Inherent within current USB standards is a CRC (cyclic redundancy check) on every transmitted packet. Without going too far into the technical side of this, this essentially means that on every packet of data transmitted, there is a check performed that confirms that the data sent by the user was received successfully. In isochronous transmission, which is used for USB audio transmission, when a packet is confirmed via a CRC to have an error, it is dropped from the stream. This means that when there is an error in data transmission over USB to your Amp/DAC/etc., the packet that had the error is dropped and not re-sent. This manifests as, well, a lost bit of data, usually a single sample.
The main factor that drives these errors is electrical noise in the cabling used. Electrical noise in cabling is most frequently introduced as a result of a ground loop. A ground loop most frequently occurs when power and data are sent through the same cable at the same time, as the power communicates through the cable to the device and then back to the source over the grounded shielding of the cable itself.
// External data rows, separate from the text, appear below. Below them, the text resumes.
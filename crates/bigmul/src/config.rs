//! Application configuration from CLI flags and environment.

use std::path::PathBuf;

use clap::{Parser, Subcommand, ValueEnum};

use bigmul_core::TestType;

/// BigMul: Karatsuba, Toom-Cook-3 and Schönhage-Strassen multiplication.
#[derive(Parser, Debug)]
#[command(name = "bigmul", version, about)]
pub struct AppConfig {
    /// Verbose output.
    #[arg(short, long, global = true)]
    pub verbose: bool,

    /// Quiet mode (only output values).
    #[arg(short, long, global = true, conflicts_with = "verbose")]
    pub quiet: bool,

    #[command(subcommand)]
    pub command: Command,
}

/// Subcommands.
#[derive(Subcommand, Debug)]
pub enum Command {
    /// Multiply two signed decimal integers.
    Multiply {
        /// First operand.
        #[arg(allow_negative_numbers = true)]
        x: String,

        /// Second operand.
        #[arg(allow_negative_numbers = true)]
        y: String,

        /// Algorithm to use: karatsuba, toom, ssa, or all.
        #[arg(long, default_value = "all", env = "BIGMUL_ALGO")]
        algo: String,
    },

    /// Generate a key pair.
    Keygen {
        /// Algorithm to use: karatsuba, toom, or ssa.
        #[arg(long, default_value = "karatsuba", env = "BIGMUL_ALGO")]
        algo: String,
    },

    /// Encode text with a key.
    Encode {
        /// Text to encode.
        text: String,

        /// Decimal key.
        #[arg(short, long, allow_negative_numbers = true)]
        key: String,

        /// Algorithm to use: karatsuba, toom, or ssa.
        #[arg(long, default_value = "karatsuba", env = "BIGMUL_ALGO")]
        algo: String,
    },

    /// Decode `:`-separated hex chunks with a key.
    Decode {
        /// Encoded text.
        text: String,

        /// Decimal key.
        #[arg(short, long, allow_negative_numbers = true)]
        key: String,

        /// Algorithm to use: karatsuba, toom, or ssa.
        #[arg(long, default_value = "karatsuba", env = "BIGMUL_ALGO")]
        algo: String,
    },

    /// Benchmark encode and decode on a payload.
    Bench {
        /// Size in bytes of the random payload.
        #[arg(short, long, default_value_t = 1024, env = "BIGMUL_BENCH_SIZE")]
        size: usize,

        /// Benchmark this text instead of a random payload; takes precedence over `--size`.
        #[arg(short, long)]
        data: Option<String>,

        /// Phases to time.
        #[arg(long, value_enum, default_value_t = BenchMode::Both)]
        mode: BenchMode,

        /// Algorithm to use: karatsuba, toom, ssa, or all.
        #[arg(long, default_value = "all", env = "BIGMUL_ALGO")]
        algo: String,

        /// Print the results as JSON.
        #[arg(long)]
        json: bool,

        /// Write the JSON results to this file.
        #[arg(short, long)]
        output: Option<PathBuf>,
    },

    /// Generate a shell completion script.
    Completion {
        /// Target shell.
        #[arg(value_enum)]
        shell: clap_complete::Shell,
    },
}

/// Benchmark phases selectable on the command line.
#[derive(ValueEnum, Debug, Clone, Copy, PartialEq, Eq)]
pub enum BenchMode {
    /// Time encoding only.
    Encode,
    /// Time decoding only.
    Decode,
    /// Time both phases.
    Both,
}

impl From<BenchMode> for TestType {
    fn from(mode: BenchMode) -> Self {
        match mode {
            BenchMode::Encode => Self::Encode,
            BenchMode::Decode => Self::Decode,
            BenchMode::Both => Self::Both,
        }
    }
}

impl AppConfig {
    /// Parse CLI arguments.
    #[must_use]
    pub fn parse() -> Self {
        <Self as Parser>::parse()
    }
}

#[cfg(test)]
mod tests {
    use super::*;

    fn parse(args: &[&str]) -> AppConfig {
        AppConfig::try_parse_from(std::iter::once("bigmul").chain(args.iter().copied())).unwrap()
    }

    #[test]
    fn multiply_accepts_negative_operands() {
        let config = parse(&["multiply", "-1234", "5678", "--algo", "toom"]);
        match config.command {
            Command::Multiply { x, y, algo } => {
                assert_eq!(x, "-1234");
                assert_eq!(y, "5678");
                assert_eq!(algo, "toom");
            }
            other => panic!("unexpected command {other:?}"),
        }
    }

    #[test]
    fn global_flags_after_subcommand() {
        let config = parse(&["keygen", "-q"]);
        assert!(config.quiet);
        assert!(!config.verbose);
    }

    #[test]
    fn verbose_and_quiet_conflict() {
        let result = AppConfig::try_parse_from(["bigmul", "-v", "-q", "keygen"]);
        assert!(result.is_err());
    }

    #[test]
    fn bench_accepts_data_and_size_together() {
        let config = parse(&["bench", "--size", "10", "--data", "abc"]);
        match config.command {
            Command::Bench { size, data, .. } => {
                assert_eq!(size, 10);
                assert_eq!(data.as_deref(), Some("abc"));
            }
            other => panic!("unexpected command {other:?}"),
        }
    }

    #[test]
    fn bench_data_with_size_from_env() {
        std::env::set_var("BIGMUL_BENCH_SIZE", "64");
        let result = AppConfig::try_parse_from(["bigmul", "bench", "--data", "abc"]);
        std::env::remove_var("BIGMUL_BENCH_SIZE");
        match result.unwrap().command {
            Command::Bench { size, data, .. } => {
                assert_eq!(size, 64);
                assert_eq!(data.as_deref(), Some("abc"));
            }
            other => panic!("unexpected command {other:?}"),
        }
    }

    #[test]
    fn bench_mode_parses() {
        match parse(&["bench"]).command {
            Command::Bench { mode, .. } => assert_eq!(mode, BenchMode::Both),
            other => panic!("unexpected command {other:?}"),
        }
        match parse(&["bench", "--mode", "decode"]).command {
            Command::Bench { mode, .. } => assert_eq!(TestType::from(mode), TestType::Decode),
            other => panic!("unexpected command {other:?}"),
        }
        assert!(AppConfig::try_parse_from(["bigmul", "bench", "--mode", "encrypt"]).is_err());
    }

    #[test]
    fn command_definition_is_valid() {
        <AppConfig as clap::CommandFactory>::command().debug_assert();
    }
}
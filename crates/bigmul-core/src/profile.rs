//! Static display labels for each algorithm.
//!
//! The security label is a descriptive string only.

use serde::Serialize;

/// Labels shown next to benchmark results.
#[derive(Debug, Clone, Copy, PartialEq, Eq, Serialize)]
pub struct AlgorithmProfile {
    /// Human-readable algorithm name.
    pub full_name: &'static str,
    /// Asymptotic time complexity.
    pub time_complexity: &'static str,
    /// Asymptotic space complexity.
    pub space_complexity: &'static str,
    /// Descriptive security label.
    pub security_level: &'static str,
    /// One-sentence description.
    pub description: &'static str,
}

/// Labels for [`crate::Karatsuba`].
pub static KARATSUBA: AlgorithmProfile = AlgorithmProfile {
    full_name: "Karatsuba Algorithm",
    time_complexity: "O(n^log₂3) ≈ O(n^1.585)",
    space_complexity: "O(n)",
    security_level: "Medium",
    description: "A divide-and-conquer algorithm that reduces the multiplication of two \
                  n-digit numbers to three multiplications of n/2-digit numbers.",
};

/// Labels for [`crate::ToomCook3`].
pub static TOOM_COOK: AlgorithmProfile = AlgorithmProfile {
    full_name: "Toom-Cook Algorithm (Toom-3)",
    time_complexity: "O(n^log₃5) ≈ O(n^1.465)",
    space_complexity: "O(n)",
    security_level: "High",
    description: "A divide-and-conquer algorithm that splits integers into 3 parts, \
                  reducing 9 multiplications to 5.",
};

/// Labels for [`crate::SchonhageStrassen`].
pub static SCHONHAGE_STRASSEN: AlgorithmProfile = AlgorithmProfile {
    full_name: "Schönhage-Strassen Algorithm",
    time_complexity: "O(n log n log log n)",
    space_complexity: "O(n)",
    security_level: "Very High",
    description: "A fast multiplication algorithm that uses Fast Fourier Transform \
                  (FFT) techniques for large integer multiplication.",
};

#[cfg(test)]
mod tests {
    use super::*;

    #[test]
    fn labels_are_distinct() {
        let names = [
            KARATSUBA.full_name,
            TOOM_COOK.full_name,
            SCHONHAGE_STRASSEN.full_name,
        ];
        assert_eq!(names[0], "Karatsuba Algorithm");
        assert_eq!(names[1], "Toom-Cook Algorithm (Toom-3)");
        assert_eq!(names[2], "Schönhage-Strassen Algorithm");
        assert_eq!(SCHONHAGE_STRASSEN.security_level, "Very High");
    }

    #[test]
    fn description_continuation_is_single_spaced() {
        assert!(!KARATSUBA.description.contains("  "));
        assert!(KARATSUBA.description.contains("two n-digit numbers"));
    }
}
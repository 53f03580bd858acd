//! Algorithm selection logic.

use std::sync::Arc;

use bigmul_core::{Algorithm, AlgorithmFactory, CodecError};

/// Get algorithms to run based on a name or `all`.
pub fn get_algorithms_to_run(
    algo: &str,
    factory: &dyn AlgorithmFactory,
) -> Result<Vec<Arc<dyn Algorithm>>, CodecError> {
    if algo.eq_ignore_ascii_case("all") {
        return factory
            .available()
            .into_iter()
            .map(|name| factory.get(name))
            .collect();
    }
    Ok(vec![factory.get(algo)?])
}

#[cfg(test)]
mod tests {
    use super::*;
    use bigmul_core::{DefaultFactory, Multiplier};

    #[test]
    fn select_all() {
        let factory = DefaultFactory::new();
        let algorithms = get_algorithms_to_run("all", &factory).unwrap();
        let names: Vec<&str> = algorithms.iter().map(|a| a.name()).collect();
        assert_eq!(names, ["Karatsuba", "Toom-Cook-3", "Schönhage-Strassen"]);
    }

    #[test]
    fn select_single() {
        let factory = DefaultFactory::new();
        let algorithms = get_algorithms_to_run("toom-cook", &factory).unwrap();
        assert_eq!(algorithms.len(), 1);
        assert_eq!(algorithms[0].name(), "Toom-Cook-3");
    }

    #[test]
    fn select_unknown() {
        let factory = DefaultFactory::new();
        let result = get_algorithms_to_run("fft", &factory);
        assert!(matches!(result, Err(CodecError::Config(_))));
    }
}
//! Key pair generation.
//!
//! Keys come from the thread-local RNG and are not suitable for any
//! cryptographic purpose.

use std::ops::Range;

use num_bigint::BigInt;
use rand::Rng;

/// A public/private key pair. No relation between the two is enforced.
#[derive(Debug, Clone, PartialEq, Eq)]
pub struct KeyPair {
    /// Key used to encode.
    pub public_key: BigInt,
    /// Key used to decode.
    pub private_key: BigInt,
}

impl KeyPair {
    /// Create a key pair from explicit values.
    #[must_use]
    pub fn new(public_key: BigInt, private_key: BigInt) -> Self {
        Self {
            public_key,
            private_key,
        }
    }

    /// Draw both keys independently and uniformly from `range`.
    #[must_use]
    pub fn from_range(range: &Range<u64>) -> Self {
        let mut rng = rand::rng();
        Self {
            public_key: BigInt::from(rng.random_range(range.clone())),
            private_key: BigInt::from(rng.random_range(range.clone())),
        }
    }

    /// Draw a bit width from `bits`, then an odd value below `2^width`.
    /// Both keys share that value.
    #[must_use]
    pub fn odd_with_bits(bits: &Range<u32>) -> Self {
        let mut rng = rand::rng();
        let width = rng.random_range(bits.clone());
        let value = BigInt::from(rng.random_range(0..1u64 << width) | 1);
        Self::new(value.clone(), value)
    }
}

#[cfg(test)]
mod tests {
    use super::*;
    use num_integer::Integer;

    #[test]
    fn from_range_stays_in_range() {
        let range = 1000..11_000;
        for _ in 0..200 {
            let pair = KeyPair::from_range(&range);
            for key in [&pair.public_key, &pair.private_key] {
                assert!(*key >= BigInt::from(1000));
                assert!(*key < BigInt::from(11_000));
            }
        }
    }

    #[test]
    fn odd_with_bits_is_odd_and_shared() {
        for _ in 0..200 {
            let pair = KeyPair::odd_with_bits(&(20..30));
            assert_eq!(pair.public_key, pair.private_key);
            assert!(pair.public_key.is_odd());
            assert!(pair.public_key < BigInt::from(1u64 << 29));
        }
    }
}
//! Forward and inverse number-theoretic transform over `Z/(2^k + 1)`.

use num_bigint::BigUint;
use num_traits::One;

use crate::error::NttError;
use crate::modular::{mod_inverse, mod_pow};
use crate::params::TransformParams;

/// Forward transform of `values`, zero-padded to `params.len()` points.
#[must_use]
pub fn forward(values: &[BigUint], params: &TransformParams) -> Vec<BigUint> {
    let mut data = pad(values, params);
    transform_in_place(&mut data, params.root(), params.modulus());
    data
}

/// Inverse transform, including the scale by `len^-1`.
///
/// The inverse twiddle comes from [`TransformParams::root_inverse`].
pub fn inverse(values: &[BigUint], params: &TransformParams) -> Result<Vec<BigUint>, NttError> {
    let modulus = params.modulus();
    let root_inv = params.root_inverse()?;
    let scale = mod_inverse(&BigUint::from(params.len()), modulus)?;

    let mut data = pad(values, params);
    transform_in_place(&mut data, &root_inv, modulus);
    for elem in &mut data {
        *elem = (&*elem * &scale) % modulus;
    }
    Ok(data)
}

fn pad(values: &[BigUint], params: &TransformParams) -> Vec<BigUint> {
    assert!(
        values.len() <= params.len(),
        "{} values do not fit a transform of length {}",
        values.len(),
        params.len()
    );
    let modulus = params.modulus();
    let mut data: Vec<BigUint> = values.iter().map(|v| v % modulus).collect();
    data.resize(params.len(), BigUint::ZERO);
    data
}

/// Iterative Cooley-Tukey butterflies after a bit-reversal permutation.
fn transform_in_place(data: &mut [BigUint], root: &BigUint, modulus: &BigUint) {
    let n = data.len();
    if n <= 1 {
        return;
    }

    bit_reverse_permutation(data);

    let mut size = 2;
    while size <= n {
        let half = size / 2;
        // Twiddle step for this level: root^(n / size)
        let step = mod_pow(root, &BigUint::from(n / size), modulus);

        for start in (0..n).step_by(size) {
            let mut w = BigUint::one();
            for j in start..start + half {
                let t = (&w * &data[j + half]) % modulus;
                let u = std::mem::take(&mut data[j]);
                data[j + half] = (&u + modulus - &t) % modulus;
                data[j] = (u + t) % modulus;
                w = (w * &step) % modulus;
            }
        }
        size *= 2;
    }
}

/// Bit-reversal permutation.
pub fn bit_reverse_permutation<T>(data: &mut [T]) {
    let n = data.len();
    let mut j = 0;
    for i in 1..n {
        let mut bit = n >> 1;
        while j & bit != 0 {
            j ^= bit;
            bit >>= 1;
        }
        j ^= bit;
        if i < j {
            data.swap(i, j);
        }
    }
}
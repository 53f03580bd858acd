//! CLI result presenter.

use bigmul_core::{CodecError, KeyPair};
use bigmul_orchestration::interfaces::{BenchmarkReport, ProductResult, ResultPresenter};

use crate::output::{format_duration, format_ms, format_result};
use crate::ui;

/// CLI result presenter.
pub struct CLIResultPresenter {
    verbose: bool,
    quiet: bool,
}

impl CLIResultPresenter {
    #[must_use]
    pub fn new(verbose: bool, quiet: bool) -> Self {
        Self { verbose, quiet }
    }
}

/// Names of the algorithms whose decoded text did not start with the input.
fn decode_mismatches(reports: &[BenchmarkReport]) -> Vec<&'static str> {
    reports
        .iter()
        .filter_map(|report| report.outcome.as_ref().ok())
        .filter(|r| !r.decode_success)
        .map(|r| r.algorithm_name)
        .collect()
}

impl ResultPresenter for CLIResultPresenter {
    fn present_product(&self, result: &ProductResult) {
        match &result.outcome {
            Ok(product) if self.quiet => println!("{product}"),
            Ok(product) => {
                println!("Algorithm: {}", result.algorithm);
                println!("Duration: {}", format_duration(result.duration));
                if self.verbose {
                    println!("Product bits: {}", product.bits());
                }
                println!("Product = {}", format_result(product, self.verbose));
            }
            Err(e) => self.present_error(&format!("{}: {e}", result.algorithm)),
        }
    }

    fn present_agreement(&self, results: &[ProductResult], outcome: &Result<(), CodecError>) {
        if self.quiet {
            return;
        }

        println!("\nComparison Results:");
        println!("{:-<60}", "");
        for result in results {
            let status = if result.outcome.is_err() { "ERROR" } else { "OK" };
            println!(
                "  {:<20} {:>10} [{}]",
                result.algorithm,
                format_duration(result.duration),
                status,
            );
        }
        match outcome {
            Ok(()) => ui::print_success("all products agree"),
            Err(e) => ui::print_error(&e.to_string()),
        }
    }

    fn present_keys(&self, algorithm: &str, keys: &KeyPair) {
        if self.quiet {
            println!("{} {}", keys.public_key, keys.private_key);
            return;
        }
        println!("Algorithm: {algorithm}");
        println!("Public key:  {}", keys.public_key);
        println!("Private key: {}", keys.private_key);
    }

    fn present_benchmarks(&self, reports: &[BenchmarkReport]) {
        if self.quiet {
            for report in reports {
                match &report.outcome {
                    Ok(r) => println!("{}\t{:.3}", report.algorithm, r.total_time_ms),
                    Err(e) => println!("{}\terror: {e}", report.algorithm),
                }
            }
            return;
        }

        ui::print_header("Benchmark Results");
        println!(
            "  {:<30} {:>10} {:>10} {:>10} {:>10}  {:<10} {}",
            "Algorithm", "Encode", "Decode", "Total", "Memory", "Security", "Decode OK"
        );
        println!("{:-<104}", "");
        for report in reports {
            match &report.outcome {
                Ok(r) => {
                    println!(
                        "  {:<30} {:>10} {:>10} {:>10} {:>8.4}MB  {:<10} {}",
                        r.algorithm_name,
                        format_ms(r.encode_time_ms),
                        format_ms(r.decode_time_ms),
                        format_ms(r.total_time_ms),
                        r.memory_estimate_mb,
                        r.security_level,
                        if r.decode_success { "yes" } else { "no" },
                    );
                    if self.verbose {
                        println!("      time:  {}", r.time_complexity);
                        println!("      space: {}", r.space_complexity);
                        println!("      {}", r.description);
                        println!("      encoded: {}", r.encoded_preview);
                        println!("      decoded: {}", r.decoded_preview);
                    }
                }
                Err(e) => println!("  {:<30} ERROR: {e}", report.algorithm),
            }
        }
        for name in decode_mismatches(reports) {
            ui::print_warning(&format!("{name}: decoded text does not match the input"));
        }
    }

    fn present_error(&self, error: &str) {
        ui::print_error(error);
    }
}
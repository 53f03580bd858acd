//! Base-case thresholds, key ranges and exit codes.

/// Karatsuba multiplies directly when either magnitude is below this.
pub const KARATSUBA_THRESHOLD: u64 = 10;

/// Toom-Cook-3 multiplies directly when either magnitude is below this.
pub const TOOM_COOK_THRESHOLD: u64 = 1000;

/// Schönhage-Strassen multiplies directly when either magnitude is below this.
pub const SSA_THRESHOLD: u64 = bigmul_ntt::DIRECT_MUL_THRESHOLD;

/// Karatsuba keys are drawn from `[1000, 11000)`.
pub const KARATSUBA_KEY_RANGE: std::ops::Range<u64> = 1000..11_000;

/// Toom-Cook-3 keys are drawn from `[10000, 110000)`.
pub const TOOM_COOK_KEY_RANGE: std::ops::Range<u64> = 10_000..110_000;

/// Schönhage-Strassen keys have a bit width drawn from `[20, 30)`.
pub const SSA_KEY_BITS: std::ops::Range<u32> = 20..30;

/// Separator between encoded chunks.
pub const CHUNK_SEPARATOR: char = ':';

/// Characters kept in benchmark previews before `...` is appended.
pub const PREVIEW_LEN: usize = 100;

/// Exit codes for the binary.
pub mod exit_codes {
    /// Successful execution.
    pub const SUCCESS: i32 = 0;
    /// Generic error.
    pub const ERROR_GENERIC: i32 = 1;
    /// Algorithm products did not match during cross-validation.
    pub const ERROR_MISMATCH: i32 = 3;
    /// Invalid configuration.
    pub const ERROR_CONFIG: i32 = 4;
    /// Malformed encoded input.
    pub const ERROR_DECODE: i32 = 5;
}
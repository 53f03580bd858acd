//! Single-algorithm encode/decode benchmark.

use num_bigint::BigInt;
use serde::Serialize;
use tracing::info;

use crate::algorithm::{Algorithm, CodecError};
use crate::constants::PREVIEW_LEN;

/// Which phases a benchmark times.
#[derive(Debug, Clone, Copy, PartialEq, Eq, Default, Serialize)]
#[serde(rename_all = "lowercase")]
pub enum TestType {
    /// Time encoding only; decode is skipped.
    Encode,
    /// Time decoding only; the payload is still encoded first, off the clock.
    Decode,
    /// Time both phases.
    #[default]
    Both,
}

impl TestType {
    fn times_encode(self) -> bool {
        matches!(self, Self::Encode | Self::Both)
    }

    fn decodes(self) -> bool {
        matches!(self, Self::Decode | Self::Both)
    }
}

/// Outcome of one encode/decode run.
#[derive(Debug, Clone, PartialEq, Serialize)]
#[serde(rename_all = "camelCase")]
pub struct BenchmarkResult {
    /// Full algorithm name.
    pub algorithm_name: &'static str,
    /// Asymptotic time complexity label.
    pub time_complexity: &'static str,
    /// Asymptotic space complexity label.
    pub space_complexity: &'static str,
    /// Descriptive security label.
    pub security_level: &'static str,
    /// Algorithm description.
    pub description: &'static str,
    /// Phases that were timed.
    pub mode: TestType,
    /// Time spent encoding, in milliseconds.
    pub encode_time_ms: f64,
    /// Time spent decoding, in milliseconds.
    pub decode_time_ms: f64,
    /// Sum of both phases.
    pub total_time_ms: f64,
    /// Rough size of the encoded text in MiB.
    pub memory_estimate_mb: f64,
    /// Start of the encoded text.
    pub encoded_preview: String,
    /// Start of the decoded text.
    pub decoded_preview: String,
    /// Whether the decoded text starts with the input; true when decode was skipped.
    pub decode_success: bool,
}

/// Benchmark `algorithm` on `data` with a freshly generated key.
///
/// The private key is used for both directions.
pub fn run<A: Algorithm + ?Sized>(
    algorithm: &A,
    data: &str,
    mode: TestType,
) -> Result<BenchmarkResult, CodecError> {
    let keys = algorithm.generate_key_pair();
    run_with_key(algorithm, data, &keys.private_key, mode)
}

/// Benchmark `algorithm` on `data` with an explicit key.
pub fn run_with_key<A: Algorithm + ?Sized>(
    algorithm: &A,
    data: &str,
    key: &BigInt,
    mode: TestType,
) -> Result<BenchmarkResult, CodecError> {
    info!(algorithm = algorithm.name(), bytes = data.len(), ?mode, "running benchmark");

    let encoded = algorithm.encode_str(data, key)?;
    let encode_time_ms = if mode.times_encode() {
        encoded.elapsed_ms()
    } else {
        0.0
    };

    let (decoded, decode_time_ms) = if mode.decodes() {
        let decoded = algorithm.decode_str(&encoded.value, key)?;
        let elapsed = decoded.elapsed_ms();
        (Some(decoded.value), elapsed)
    } else {
        (None, 0.0)
    };

    let profile = algorithm.profile();

    Ok(BenchmarkResult {
        algorithm_name: profile.full_name,
        time_complexity: profile.time_complexity,
        space_complexity: profile.space_complexity,
        security_level: profile.security_level,
        description: profile.description,
        mode,
        encode_time_ms,
        decode_time_ms,
        total_time_ms: encode_time_ms + decode_time_ms,
        memory_estimate_mb: memory_estimate_mb(&encoded.value),
        encoded_preview: preview(&encoded.value),
        decoded_preview: decoded.as_deref().map(preview).unwrap_or_default(),
        decode_success: decoded.as_deref().map_or(true, |text| text.starts_with(data)),
    })
}

/// Two bytes per encoded character, in MiB.
#[allow(clippy::cast_precision_loss)]
fn memory_estimate_mb(encoded: &str) -> f64 {
    (encoded.len() * 2) as f64 / (1024.0 * 1024.0)
}

/// First [`PREVIEW_LEN`] characters, with `...` appended when cut.
#[must_use]
pub fn preview(text: &str) -> String {
    match text.char_indices().nth(PREVIEW_LEN) {
        Some((cut, _)) => format!("{}...", &text[..cut]),
        None => text.to_string(),
    }
}

#[cfg(test)]
mod tests {
    use super::*;
    use crate::{Karatsuba, SchonhageStrassen, ToomCook3};

    #[test]
    fn preview_truncates() {
        assert_eq!(preview("short"), "short");
        let long = "x".repeat(150);
        let p = preview(&long);
        assert_eq!(p.len(), PREVIEW_LEN + 3);
        assert!(p.ends_with("..."));
        assert_eq!(preview(&"é".repeat(100)), "é".repeat(100));
    }

    #[test]
    fn karatsuba_benchmark_round_trips() {
        let result = Karatsuba::new()
            .benchmark("benchmark payload", TestType::Both)
            .unwrap();
        assert!(result.decode_success);
        assert_eq!(result.decoded_preview, "benchmark payload");
        assert_eq!(result.algorithm_name, "Karatsuba Algorithm");
        assert!(result.total_time_ms >= result.encode_time_ms);
    }

    #[test]
    fn toom_benchmark_labels() {
        let result = ToomCook3::new().benchmark("abc", TestType::Both).unwrap();
        assert!(result.decode_success);
        assert_eq!(result.security_level, "High");
        assert_eq!(result.time_complexity, "O(n^log₃5) ≈ O(n^1.465)");
    }

    #[test]
    fn ssa_with_unit_key_round_trips() {
        let key = BigInt::from(1);
        let result =
            run_with_key(&SchonhageStrassen::new(), "Hello!", &key, TestType::Both).unwrap();
        assert!(result.decode_success);
        assert_eq!(result.encoded_preview, "48656c6c:6f210000");
    }

    #[test]
    fn memory_estimate() {
        let text = "a".repeat(1024 * 1024);
        assert!((memory_estimate_mb(&text) - 2.0).abs() < f64::EPSILON);
    }

    #[test]
    fn serializes_camel_case() {
        let result =
            run_with_key(&Karatsuba::new(), "Hi", &BigInt::from(17), TestType::Both).unwrap();
        let json = serde_json::to_value(&result).unwrap();
        assert_eq!(json["algorithmName"], "Karatsuba Algorithm");
        assert_eq!(json["mode"], "both");
        assert_eq!(json["encodedPreview"], "4c8:6f9");
        assert_eq!(json["decodeSuccess"], true);
    }

    #[test]
    fn encode_only_skips_decode() {
        let key = BigInt::from(17);
        let result = run_with_key(&Karatsuba::new(), "Hi", &key, TestType::Encode).unwrap();
        assert_eq!(result.mode, TestType::Encode);
        assert_eq!(result.encoded_preview, "4c8:6f9");
        assert_eq!(result.decoded_preview, "");
        assert_eq!(result.decode_time_ms, 0.0);
        assert!(result.decode_success);
        assert!((result.total_time_ms - result.encode_time_ms).abs() < f64::EPSILON);
    }

    #[test]
    fn decode_only_times_decode() {
        let key = BigInt::from(17);
        let result = run_with_key(&ToomCook3::new(), "Hi", &key, TestType::Decode).unwrap();
        assert_eq!(result.encode_time_ms, 0.0);
        assert_eq!(result.encoded_preview, "4c8:6f9");
        assert_eq!(result.decoded_preview, "Hi");
        assert!(result.decode_success);
        assert!((result.total_time_ms - result.decode_time_ms).abs() < f64::EPSILON);
    }

    #[test]
    fn decode_only_reports_mismatch() {
        // SSA re-multiplies on decode, so a non-unit key garbles the text
        let key = BigInt::from(3);
        let result =
            run_with_key(&SchonhageStrassen::new(), "Hello!", &key, TestType::Decode).unwrap();
        assert!(!result.decode_success);
    }

    #[test]
    fn test_type_defaults_to_both() {
        assert_eq!(TestType::default(), TestType::Both);
        assert_eq!(serde_json::to_value(TestType::Encode).unwrap(), "encode");
    }
}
Because of the nature of computer power, there are inherently very small current spikes that occur relatively randomly during power and data transmission. These cause incredibly small voltages between the USB audio device and true ground. Although these are usually in the range of a few thousandths of a volt, microphones and other audio devices only generate a few thousandths of a volt anyway, and they can thus cause the hum, buzz, and general chaos that you hear when this happens.
These issues can be solved using a very simple ferrite bead (also called a ferrite choke). That’s what the little bulbous, cylindrical clip-on at the USB-A male end of a cable is. It collects this high frequency interference, removing it from the chain, and negating the buzz.